[[ RECORDS FOR PROCESSING, beginning ]]

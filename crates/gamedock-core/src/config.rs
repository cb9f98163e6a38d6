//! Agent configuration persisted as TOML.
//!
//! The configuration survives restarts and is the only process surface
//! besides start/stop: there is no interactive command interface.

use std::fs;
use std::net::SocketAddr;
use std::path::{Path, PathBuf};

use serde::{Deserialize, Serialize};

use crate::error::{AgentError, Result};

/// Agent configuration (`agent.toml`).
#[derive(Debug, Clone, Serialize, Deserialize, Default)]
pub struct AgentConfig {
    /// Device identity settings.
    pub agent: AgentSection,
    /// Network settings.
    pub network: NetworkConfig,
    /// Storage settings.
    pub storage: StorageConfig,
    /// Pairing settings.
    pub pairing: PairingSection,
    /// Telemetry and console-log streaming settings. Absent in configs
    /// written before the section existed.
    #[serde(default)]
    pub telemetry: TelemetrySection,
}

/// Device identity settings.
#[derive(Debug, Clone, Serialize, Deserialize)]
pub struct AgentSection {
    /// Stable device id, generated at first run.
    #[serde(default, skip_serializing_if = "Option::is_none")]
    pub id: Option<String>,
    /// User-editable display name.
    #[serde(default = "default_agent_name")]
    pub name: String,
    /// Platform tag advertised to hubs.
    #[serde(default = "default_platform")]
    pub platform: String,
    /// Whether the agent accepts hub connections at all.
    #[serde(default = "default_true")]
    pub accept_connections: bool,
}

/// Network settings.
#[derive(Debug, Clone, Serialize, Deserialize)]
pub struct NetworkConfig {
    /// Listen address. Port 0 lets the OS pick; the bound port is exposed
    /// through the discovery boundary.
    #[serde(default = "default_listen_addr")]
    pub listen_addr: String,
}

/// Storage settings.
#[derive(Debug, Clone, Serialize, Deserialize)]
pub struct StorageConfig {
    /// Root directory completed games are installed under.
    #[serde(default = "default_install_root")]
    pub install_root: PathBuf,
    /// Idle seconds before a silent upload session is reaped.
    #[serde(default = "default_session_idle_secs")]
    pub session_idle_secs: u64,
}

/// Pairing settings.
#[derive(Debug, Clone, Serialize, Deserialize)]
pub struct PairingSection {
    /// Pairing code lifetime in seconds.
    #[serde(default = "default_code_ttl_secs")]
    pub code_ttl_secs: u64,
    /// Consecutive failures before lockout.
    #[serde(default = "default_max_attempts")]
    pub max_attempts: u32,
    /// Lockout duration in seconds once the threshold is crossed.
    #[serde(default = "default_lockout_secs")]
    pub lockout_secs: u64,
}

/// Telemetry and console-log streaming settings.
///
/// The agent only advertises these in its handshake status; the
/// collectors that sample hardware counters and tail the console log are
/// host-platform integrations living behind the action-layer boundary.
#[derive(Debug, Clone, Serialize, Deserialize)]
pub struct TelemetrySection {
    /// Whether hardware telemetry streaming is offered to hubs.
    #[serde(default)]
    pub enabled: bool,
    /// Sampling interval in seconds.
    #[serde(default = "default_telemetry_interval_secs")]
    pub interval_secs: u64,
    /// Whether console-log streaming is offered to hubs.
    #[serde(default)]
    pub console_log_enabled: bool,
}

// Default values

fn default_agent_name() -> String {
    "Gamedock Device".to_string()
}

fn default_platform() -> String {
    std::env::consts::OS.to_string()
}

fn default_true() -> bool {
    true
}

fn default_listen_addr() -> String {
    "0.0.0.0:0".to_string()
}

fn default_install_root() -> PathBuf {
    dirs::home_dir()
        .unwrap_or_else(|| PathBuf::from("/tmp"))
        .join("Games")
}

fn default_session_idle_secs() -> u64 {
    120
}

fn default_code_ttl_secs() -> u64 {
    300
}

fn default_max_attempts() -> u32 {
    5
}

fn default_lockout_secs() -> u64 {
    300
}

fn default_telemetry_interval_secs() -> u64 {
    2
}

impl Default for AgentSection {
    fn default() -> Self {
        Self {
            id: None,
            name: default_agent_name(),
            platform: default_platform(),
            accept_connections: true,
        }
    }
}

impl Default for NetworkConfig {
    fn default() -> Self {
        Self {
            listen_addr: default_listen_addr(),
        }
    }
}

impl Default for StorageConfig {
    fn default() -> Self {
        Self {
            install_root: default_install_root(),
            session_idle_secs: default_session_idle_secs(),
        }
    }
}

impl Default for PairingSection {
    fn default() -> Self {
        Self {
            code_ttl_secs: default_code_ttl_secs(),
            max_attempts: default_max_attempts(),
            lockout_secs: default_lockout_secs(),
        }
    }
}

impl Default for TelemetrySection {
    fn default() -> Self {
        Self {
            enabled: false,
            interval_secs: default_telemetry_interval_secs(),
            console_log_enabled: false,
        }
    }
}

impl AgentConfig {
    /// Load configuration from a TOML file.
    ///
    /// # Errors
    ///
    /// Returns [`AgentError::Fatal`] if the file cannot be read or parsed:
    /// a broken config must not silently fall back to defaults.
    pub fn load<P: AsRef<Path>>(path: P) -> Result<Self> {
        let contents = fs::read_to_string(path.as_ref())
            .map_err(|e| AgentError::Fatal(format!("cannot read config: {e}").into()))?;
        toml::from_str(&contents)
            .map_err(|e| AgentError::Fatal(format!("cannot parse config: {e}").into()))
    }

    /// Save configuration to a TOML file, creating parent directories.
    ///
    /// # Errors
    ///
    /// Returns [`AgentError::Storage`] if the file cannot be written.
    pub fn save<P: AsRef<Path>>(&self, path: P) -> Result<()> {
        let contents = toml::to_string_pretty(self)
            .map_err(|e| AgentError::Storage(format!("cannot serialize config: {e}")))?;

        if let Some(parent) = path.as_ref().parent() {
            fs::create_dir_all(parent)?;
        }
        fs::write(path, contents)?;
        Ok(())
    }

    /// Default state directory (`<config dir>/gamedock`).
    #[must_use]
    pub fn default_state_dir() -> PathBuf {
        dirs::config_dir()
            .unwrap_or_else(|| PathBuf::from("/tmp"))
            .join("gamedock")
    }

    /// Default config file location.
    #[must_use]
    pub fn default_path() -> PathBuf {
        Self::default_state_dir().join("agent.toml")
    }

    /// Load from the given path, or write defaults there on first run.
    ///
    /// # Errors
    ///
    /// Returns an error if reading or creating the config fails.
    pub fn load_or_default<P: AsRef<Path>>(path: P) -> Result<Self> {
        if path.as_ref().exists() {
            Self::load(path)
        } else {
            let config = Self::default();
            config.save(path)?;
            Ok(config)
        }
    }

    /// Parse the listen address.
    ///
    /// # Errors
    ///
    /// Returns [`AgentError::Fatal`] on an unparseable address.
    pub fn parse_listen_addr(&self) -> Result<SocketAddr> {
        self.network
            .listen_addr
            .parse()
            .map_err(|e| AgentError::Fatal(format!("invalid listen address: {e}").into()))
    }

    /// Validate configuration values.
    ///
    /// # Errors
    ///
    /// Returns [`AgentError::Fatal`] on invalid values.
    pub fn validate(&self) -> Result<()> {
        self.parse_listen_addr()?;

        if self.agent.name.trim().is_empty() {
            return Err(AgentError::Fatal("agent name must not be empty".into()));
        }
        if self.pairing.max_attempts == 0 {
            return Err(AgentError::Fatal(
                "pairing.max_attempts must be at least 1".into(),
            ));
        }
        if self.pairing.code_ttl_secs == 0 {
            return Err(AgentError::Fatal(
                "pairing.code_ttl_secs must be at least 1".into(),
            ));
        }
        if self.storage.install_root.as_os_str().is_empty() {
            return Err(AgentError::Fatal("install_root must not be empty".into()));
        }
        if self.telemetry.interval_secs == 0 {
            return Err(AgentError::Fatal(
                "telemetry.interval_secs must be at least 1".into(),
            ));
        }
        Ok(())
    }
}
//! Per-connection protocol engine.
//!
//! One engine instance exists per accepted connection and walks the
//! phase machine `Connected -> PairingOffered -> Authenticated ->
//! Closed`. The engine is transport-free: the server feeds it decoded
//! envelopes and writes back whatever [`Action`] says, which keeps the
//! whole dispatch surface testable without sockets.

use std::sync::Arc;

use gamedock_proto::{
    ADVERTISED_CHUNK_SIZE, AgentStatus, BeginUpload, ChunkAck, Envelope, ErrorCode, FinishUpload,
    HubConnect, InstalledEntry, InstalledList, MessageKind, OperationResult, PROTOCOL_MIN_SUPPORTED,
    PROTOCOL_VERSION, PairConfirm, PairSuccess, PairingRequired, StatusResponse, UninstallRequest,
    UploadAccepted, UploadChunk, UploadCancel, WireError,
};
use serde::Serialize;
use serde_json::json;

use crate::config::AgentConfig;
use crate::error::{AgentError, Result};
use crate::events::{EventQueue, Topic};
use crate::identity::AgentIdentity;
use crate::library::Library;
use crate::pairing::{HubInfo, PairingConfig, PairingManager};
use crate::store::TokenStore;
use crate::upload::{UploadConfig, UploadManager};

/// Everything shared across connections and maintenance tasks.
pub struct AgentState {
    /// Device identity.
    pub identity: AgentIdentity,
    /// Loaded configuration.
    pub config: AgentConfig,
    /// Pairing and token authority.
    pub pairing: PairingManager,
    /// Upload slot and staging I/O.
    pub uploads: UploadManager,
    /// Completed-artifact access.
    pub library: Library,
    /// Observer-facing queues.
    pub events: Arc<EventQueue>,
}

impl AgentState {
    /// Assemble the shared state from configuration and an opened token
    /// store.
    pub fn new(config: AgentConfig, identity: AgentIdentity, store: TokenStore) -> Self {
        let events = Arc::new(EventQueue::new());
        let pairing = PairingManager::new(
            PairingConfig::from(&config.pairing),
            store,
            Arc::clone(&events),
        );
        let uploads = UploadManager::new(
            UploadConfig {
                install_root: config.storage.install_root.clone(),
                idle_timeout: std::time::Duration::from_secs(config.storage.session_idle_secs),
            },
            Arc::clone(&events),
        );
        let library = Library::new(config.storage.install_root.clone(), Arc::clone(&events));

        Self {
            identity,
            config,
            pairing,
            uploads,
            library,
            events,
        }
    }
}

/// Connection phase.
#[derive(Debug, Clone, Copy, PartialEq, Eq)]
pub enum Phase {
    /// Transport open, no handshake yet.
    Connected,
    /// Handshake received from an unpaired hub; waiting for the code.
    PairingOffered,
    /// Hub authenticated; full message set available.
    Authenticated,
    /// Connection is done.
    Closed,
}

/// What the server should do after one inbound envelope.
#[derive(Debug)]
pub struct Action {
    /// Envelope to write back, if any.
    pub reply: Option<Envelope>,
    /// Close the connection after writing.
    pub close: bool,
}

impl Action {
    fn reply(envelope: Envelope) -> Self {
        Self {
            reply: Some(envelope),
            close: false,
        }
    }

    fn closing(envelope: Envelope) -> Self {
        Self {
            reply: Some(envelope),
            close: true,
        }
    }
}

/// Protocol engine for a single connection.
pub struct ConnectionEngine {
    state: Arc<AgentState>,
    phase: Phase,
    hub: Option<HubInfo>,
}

[[ RECORDS FOR PROCESSING, end ]]

_EXERCISE DIRECTIONS_. What lines of the listing above hold "UploadConfig"? Copy all of them.

_PROBLEM SOLUTION_.
use crate::upload::{UploadConfig, UploadManager};
            UploadConfig {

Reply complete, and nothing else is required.